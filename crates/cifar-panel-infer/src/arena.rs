//! Fixed-size tensor arena and its allocation plan.

use std::ops::Range;

use crate::{Error, Result};

/// Caller-sized scratch memory shared by every tensor of a model.
///
/// The arena never grows; [`ArenaPlan`] decides where each tensor lives.
pub struct TensorArena {
    buf: Box<[u8]>,
}

impl TensorArena {
    /// Allocates a zeroed arena of `size` bytes.
    pub fn new(size: usize) -> Self {
        Self {
            buf: vec![0; size].into_boxed_slice(),
        }
    }

    /// Arena capacity in bytes.
    pub fn len(&self) -> usize {
        self.buf.len()
    }

    pub fn is_empty(&self) -> bool {
        self.buf.is_empty()
    }

    pub fn region(&self, range: Range<usize>) -> &[u8] {
        &self.buf[range]
    }

    pub fn region_mut(&mut self, range: Range<usize>) -> &mut [u8] {
        &mut self.buf[range]
    }
}

/// Byte ranges of the tensors inside an arena.
///
/// Layout is `[input | output | activation scratch]`. Only the input and
/// output ranges hold data. Activations live in backend tensors, so
/// `scratch` reserves their peak footprint as a budget without ever being
/// written.
#[derive(Debug, Clone, PartialEq, Eq)]
pub struct ArenaPlan {
    pub input: Range<usize>,
    pub output: Range<usize>,
    pub scratch: Range<usize>,
}

impl ArenaPlan {
    /// Lays out the tensors, failing when they exceed `available` bytes.
    pub fn new(
        input_bytes: usize,
        output_bytes: usize,
        scratch_bytes: usize,
        available: usize,
    ) -> Result<Self> {
        let input = 0..input_bytes;
        let output = input.end..input.end + output_bytes;
        let scratch = output.end..output.end + scratch_bytes;

        if scratch.end > available {
            return Err(Error::ArenaTooSmall {
                required: scratch.end,
                available,
            });
        }

        Ok(Self {
            input,
            output,
            scratch,
        })
    }

    /// Total bytes the plan occupies.
    pub fn required(&self) -> usize {
        self.scratch.end
    }
}
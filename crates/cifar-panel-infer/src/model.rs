//! Model container format.
//!
//! A model file is a fixed 18-byte little-endian header followed by the
//! network weights as a `burn` binary record:
//!
//! ```text
//! 0   magic "CPNM"
//! 4   schema version (u32)
//! 8   input element type
//! 9   output element type
//! 10  input height (u16)
//! 12  input width (u16)
//! 14  input channels (u16)
//! 16  class count (u16)
//! 18  weights
//! ```

use burn::{
    module::Module,
    record::{BinBytesRecorder, FullPrecisionSettings, Recorder},
    tensor::backend::Backend,
};
use serde::Serialize;

use crate::network::CifarNet;
use crate::{
    Error, Result, IMAGE_CHANNELS, IMAGE_SIZE, NUM_CLASSES, SCHEMA_VERSION,
};

/// Container magic.
pub const MAGIC: [u8; 4] = *b"CPNM";

/// Header length in bytes.
pub const HEADER_LEN: usize = 18;

/// Tensor element type.
#[derive(Debug, Clone, Copy, PartialEq, Eq, Serialize)]
#[serde(rename_all = "lowercase")]
pub enum ElementType {
    UInt8,
    Int8,
    Float32,
}

impl ElementType {
    /// Returns the tag stored in the header.
    pub fn tag(&self) -> u8 {
        match self {
            ElementType::UInt8 => 0,
            ElementType::Int8 => 1,
            ElementType::Float32 => 2,
        }
    }

    /// Parses a header tag.
    pub fn from_tag(tag: u8) -> Result<Self> {
        match tag {
            0 => Ok(ElementType::UInt8),
            1 => Ok(ElementType::Int8),
            2 => Ok(ElementType::Float32),
            other => Err(Error::UnknownElementType(other)),
        }
    }

    /// Bytes per element.
    pub fn size(&self) -> usize {
        match self {
            ElementType::UInt8 | ElementType::Int8 => 1,
            ElementType::Float32 => 4,
        }
    }
}

impl std::fmt::Display for ElementType {
    fn fmt(&self, f: &mut std::fmt::Formatter<'_>) -> std::fmt::Result {
        match self {
            ElementType::UInt8 => write!(f, "uint8"),
            ElementType::Int8 => write!(f, "int8"),
            ElementType::Float32 => write!(f, "float32"),
        }
    }
}

/// Parsed container header.
#[derive(Debug, Clone, PartialEq, Eq, Serialize)]
pub struct ModelHeader {
    pub schema_version: u32,
    pub input_type: ElementType,
    pub output_type: ElementType,
    pub input_height: u16,
    pub input_width: u16,
    pub input_channels: u16,
    pub num_classes: u16,
}

impl ModelHeader {
    /// Header for a 32x32 RGB, 10-class, uint8 quantized classifier.
    pub fn cifar10() -> Self {
        Self {
            schema_version: SCHEMA_VERSION,
            input_type: ElementType::UInt8,
            output_type: ElementType::UInt8,
            input_height: IMAGE_SIZE as u16,
            input_width: IMAGE_SIZE as u16,
            input_channels: IMAGE_CHANNELS as u16,
            num_classes: NUM_CLASSES as u16,
        }
    }

    /// Number of elements in the input tensor.
    pub fn input_elements(&self) -> usize {
        self.input_height as usize * self.input_width as usize * self.input_channels as usize
    }

    /// Input tensor size in bytes.
    pub fn input_bytes(&self) -> usize {
        self.input_elements() * self.input_type.size()
    }

    /// Output tensor size in bytes.
    pub fn output_bytes(&self) -> usize {
        self.num_classes as usize * self.output_type.size()
    }

    fn parse(bytes: &[u8]) -> Result<Self> {
        if bytes.len() < HEADER_LEN {
            return Err(Error::Truncated {
                needed: HEADER_LEN,
                actual: bytes.len(),
            });
        }

        let magic = [bytes[0], bytes[1], bytes[2], bytes[3]];
        if magic != MAGIC {
            return Err(Error::BadMagic(magic));
        }

        let u16_at = |offset: usize| u16::from_le_bytes([bytes[offset], bytes[offset + 1]]);

        Ok(Self {
            schema_version: u32::from_le_bytes([bytes[4], bytes[5], bytes[6], bytes[7]]),
            input_type: ElementType::from_tag(bytes[8])?,
            output_type: ElementType::from_tag(bytes[9])?,
            input_height: u16_at(10),
            input_width: u16_at(12),
            input_channels: u16_at(14),
            num_classes: u16_at(16),
        })
    }

    fn write(&self, out: &mut Vec<u8>) {
        out.extend_from_slice(&MAGIC);
        out.extend_from_slice(&self.schema_version.to_le_bytes());
        out.push(self.input_type.tag());
        out.push(self.output_type.tag());
        out.extend_from_slice(&self.input_height.to_le_bytes());
        out.extend_from_slice(&self.input_width.to_le_bytes());
        out.extend_from_slice(&self.input_channels.to_le_bytes());
        out.extend_from_slice(&self.num_classes.to_le_bytes());
    }
}

/// A loaded, not yet validated, model.
#[derive(Debug, Clone)]
pub struct Model {
    header: ModelHeader,
    weights: Vec<u8>,
}

impl Model {
    /// Parses a model container.
    ///
    /// Only the framing is checked here. The schema version is validated
    /// separately by [`Model::check_schema`] so the caller can choose whether
    /// a mismatch is fatal.
    pub fn from_bytes(bytes: &[u8]) -> Result<Self> {
        let header = ModelHeader::parse(bytes)?;
        Ok(Self {
            header,
            weights: bytes[HEADER_LEN..].to_vec(),
        })
    }

    /// Creates a model from a header and encoded weights.
    pub fn new(header: ModelHeader, weights: Vec<u8>) -> Self {
        Self { header, weights }
    }

    /// Returns the header.
    pub fn header(&self) -> &ModelHeader {
        &self.header
    }

    /// Returns the encoded weights.
    pub fn weights(&self) -> &[u8] {
        &self.weights
    }

    /// Checks the schema version against [`SCHEMA_VERSION`].
    pub fn check_schema(&self) -> Result<()> {
        if self.header.schema_version != SCHEMA_VERSION {
            return Err(Error::SchemaMismatch {
                found: self.header.schema_version,
                supported: SCHEMA_VERSION,
            });
        }
        Ok(())
    }

    /// Serializes the container.
    pub fn to_bytes(&self) -> Vec<u8> {
        let mut out = Vec::with_capacity(HEADER_LEN + self.weights.len());
        self.header.write(&mut out);
        out.extend_from_slice(&self.weights);
        out
    }
}

/// Encodes a network and header into a model container.
pub fn export_model<B: Backend>(network: CifarNet<B>, header: ModelHeader) -> Result<Vec<u8>> {
    let recorder = BinBytesRecorder::<FullPrecisionSettings>::default();
    let weights = recorder
        .record(network.into_record(), ())
        .map_err(|e| Error::Record(format!("{e:?}")))?;
    Ok(Model::new(header, weights).to_bytes())
}

#[cfg(test)]
mod tests {
    use super::*;

    fn header_bytes(version: u32) -> Vec<u8> {
        let header = ModelHeader {
            schema_version: version,
            ..ModelHeader::cifar10()
        };
        let mut out = Vec::new();
        header.write(&mut out);
        out
    }

    #[test]
    fn test_parse_header() {
        let mut bytes = header_bytes(3);
        bytes.extend_from_slice(&[1, 2, 3]);

        let model = Model::from_bytes(&bytes).unwrap();
        assert_eq!(model.header(), &ModelHeader::cifar10());
        assert_eq!(model.weights(), &[1, 2, 3]);
        assert_eq!(model.header().input_bytes(), 3072);
        assert_eq!(model.header().output_bytes(), 10);
        assert!(model.check_schema().is_ok());
        assert_eq!(model.to_bytes(), bytes);
    }

    #[test]
    fn test_schema_mismatch_reported() {
        let model = Model::from_bytes(&header_bytes(2)).unwrap();
        let err = model.check_schema().unwrap_err();
        assert!(matches!(
            err,
            Error::SchemaMismatch {
                found: 2,
                supported: 3
            }
        ));
        assert_eq!(
            err.to_string(),
            "Model provided is schema version 2 not equal to supported version 3"
        );
    }

    #[test]
    fn test_bad_magic() {
        let mut bytes = header_bytes(3);
        bytes[0] = b'X';
        assert!(matches!(
            Model::from_bytes(&bytes),
            Err(Error::BadMagic(m)) if &m == b"XPNM"
        ));
    }

    #[test]
    fn test_truncated() {
        let bytes = header_bytes(3);
        assert!(matches!(
            Model::from_bytes(&bytes[..10]),
            Err(Error::Truncated {
                needed: 18,
                actual: 10
            })
        ));
    }

    #[test]
    fn test_unknown_element_type() {
        let mut bytes = header_bytes(3);
        bytes[8] = 7;
        assert!(matches!(
            Model::from_bytes(&bytes),
            Err(Error::UnknownElementType(7))
        ));
    }

    #[test]
    fn test_element_sizes() {
        assert_eq!(ElementType::UInt8.size(), 1);
        assert_eq!(ElementType::Float32.size(), 4);
        assert_eq!(ElementType::from_tag(1).unwrap(), ElementType::Int8);
        assert_eq!(ElementType::Float32.to_string(), "float32");
    }
}
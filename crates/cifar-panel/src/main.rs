//! CIFAR Panel
//!
//! Classifies the first images of a CIFAR-10 batch and shows each image with
//! its predicted label and confidence on the LCD panel.

mod config;
mod dataset;
mod prediction;
mod runner;

use anyhow::{Context, Result};
use burn::tensor::backend::Backend;
use cifar_panel_hw::{LcdPanel, StdDelay};
use cifar_panel_infer::{
    export_model, CifarNetConfig, CpuBackend, Model, ModelHeader, SCHEMA_VERSION,
};
use clap::{Args, Parser, Subcommand};
use std::path::{Path, PathBuf};
use tracing::{debug, info, warn};
use tracing_subscriber::EnvFilter;

use config::Config;
use dataset::Dataset;
use runner::{prepare_interpreter, FaultPolicy, Runner};

/// Configuration file read when `--config` is not given.
const DEFAULT_CONFIG_PATH: &str = "config/default.toml";

#[derive(Parser)]
#[command(name = "cifar-panel")]
#[command(about = "Show CIFAR-10 classifier predictions on an LCD panel")]
#[command(version)]
struct Cli {
    /// Enable verbose logging
    #[arg(short, long)]
    verbose: bool,

    /// Configuration file (default: config/default.toml if present)
    #[arg(short, long)]
    config: Option<PathBuf>,

    #[command(subcommand)]
    command: Option<Commands>,
}

#[derive(Subcommand)]
enum Commands {
    /// Classify the dataset and show each result on the panel (default)
    Run(RunArgs),
    /// Write a freshly initialized model container
    InitModel {
        /// Output file path
        #[arg(long, default_value = "models/cifar10.cpnm")]
        out: PathBuf,

        /// Seed for weight initialization
        #[arg(long, default_value = "42")]
        seed: u64,

        /// Schema version written to the header
        #[arg(long, default_value_t = SCHEMA_VERSION)]
        schema_version: u32,
    },
    /// Print a model container's header
    Inspect {
        /// Model file path
        model: PathBuf,
    },
    /// Print the effective configuration
    Config,
}

#[derive(Args, Default)]
struct RunArgs {
    /// Model file (overrides config)
    #[arg(long)]
    model: Option<PathBuf>,

    /// CIFAR-10 binary batch (overrides config)
    #[arg(long)]
    dataset: Option<PathBuf>,

    /// Directory for per-image PNG snapshots
    #[arg(long)]
    snapshots: Option<PathBuf>,

    /// Skip the hold time after each image
    #[arg(long)]
    no_pause: bool,

    /// Fault handling (overrides config)
    #[arg(long, value_enum)]
    fault_policy: Option<FaultPolicy>,

    /// Print the run report as JSON
    #[arg(long)]
    json: bool,
}

fn main() -> Result<()> {
    let cli = Cli::parse();

    // Setup logging
    let level = if cli.verbose { "debug" } else { "info" };
    tracing_subscriber::fmt()
        .with_env_filter(EnvFilter::from_default_env().add_directive(level.parse()?))
        .init();

    let config = load_config(cli.config.as_deref())?;

    match cli.command.unwrap_or(Commands::Run(RunArgs::default())) {
        Commands::Run(args) => handle_run(config, args),
        Commands::InitModel {
            out,
            seed,
            schema_version,
        } => handle_init_model(&out, seed, schema_version),
        Commands::Inspect { model } => handle_inspect(&model),
        Commands::Config => {
            print!("{}", config.to_toml()?);
            Ok(())
        }
    }
}

/// Loads the given config file, or the default one if it exists.
fn load_config(path: Option<&Path>) -> Result<Config> {
    match path {
        Some(path) => {
            let config = Config::load(path)
                .with_context(|| format!("Failed to load configuration {}", path.display()))?;
            info!("Loaded configuration from: {}", path.display());
            Ok(config)
        }
        None if Path::new(DEFAULT_CONFIG_PATH).exists() => {
            let config = Config::load(DEFAULT_CONFIG_PATH)?;
            info!("Loaded configuration from: {}", DEFAULT_CONFIG_PATH);
            Ok(config)
        }
        None => Ok(Config::default()),
    }
}

fn handle_run(mut config: Config, args: RunArgs) -> Result<()> {
    if let Some(model) = args.model {
        config.model.path = model;
    }
    if let Some(dataset) = args.dataset {
        config.dataset.path = dataset;
    }
    if let Some(dir) = args.snapshots {
        config.display.snapshot_dir = Some(dir);
    }
    if let Some(policy) = args.fault_policy {
        config.model.fault_policy = policy;
    }
    if args.no_pause {
        config.display.pause_ms = 0;
    }

    let model_bytes = std::fs::read(&config.model.path)
        .with_context(|| format!("Failed to read model {}", config.model.path.display()))?;
    let mut interpreter = prepare_interpreter::<CpuBackend>(
        &model_bytes,
        config.model.arena_size,
        config.model.fault_policy,
        &Default::default(),
    )?;

    let dataset = Dataset::load(&config.dataset.path, config.dataset.count)?;
    if dataset.is_empty() {
        warn!("Dataset count is 0, nothing to classify");
    }
    let mut panel = LcdPanel::new(config.display.panel_settings()?, StdDelay);

    let mut runner = Runner::new(
        &mut interpreter,
        &mut panel,
        config.display.layout(),
        config.model.fault_policy,
    );
    let report = runner.run(&dataset)?;
    debug!("Runner finished in stage {:?}", runner.stage());

    if args.json {
        println!("{}", serde_json::to_string_pretty(&report)?);
    }
    Ok(())
}

fn handle_init_model(out: &Path, seed: u64, schema_version: u32) -> Result<()> {
    CpuBackend::seed(seed);
    let network = CifarNetConfig::new().init::<CpuBackend>(&Default::default());
    let header = ModelHeader {
        schema_version,
        ..ModelHeader::cifar10()
    };
    let bytes = export_model(network, header).context("Failed to encode model")?;

    if let Some(parent) = out.parent() {
        std::fs::create_dir_all(parent)?;
    }
    std::fs::write(out, &bytes)
        .with_context(|| format!("Failed to write model {}", out.display()))?;
    println!("Wrote {} ({} bytes)", out.display(), bytes.len());
    Ok(())
}

fn handle_inspect(path: &Path) -> Result<()> {
    let bytes = std::fs::read(path)
        .with_context(|| format!("Failed to read model {}", path.display()))?;
    let model = Model::from_bytes(&bytes).context("Failed to parse model")?;

    println!("{}", serde_json::to_string_pretty(model.header())?);
    println!("Weights: {} bytes", model.weights().len());
    match model.check_schema() {
        Ok(()) => println!("Schema: supported"),
        Err(e) => println!("Schema: {}", e),
    }
    Ok(())
}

○ ○ ○ ○

TASK DETAILS: Reproduce, word for word and in full, only the lines above that start at the line with "Parsed container header." and run through the line with "uint8 quantized classifier.", both ends included.

ANSWER BOX:
/// Parsed container header.
#[derive(Debug, Clone, PartialEq, Eq, Serialize)]
pub struct ModelHeader {
    pub schema_version: u32,
    pub input_type: ElementType,
    pub output_type: ElementType,
    pub input_height: u16,
    pub input_width: u16,
    pub input_channels: u16,
    pub num_classes: u16,
}

impl ModelHeader {
    /// Header for a 32x32 RGB, 10-class, uint8 quantized classifier.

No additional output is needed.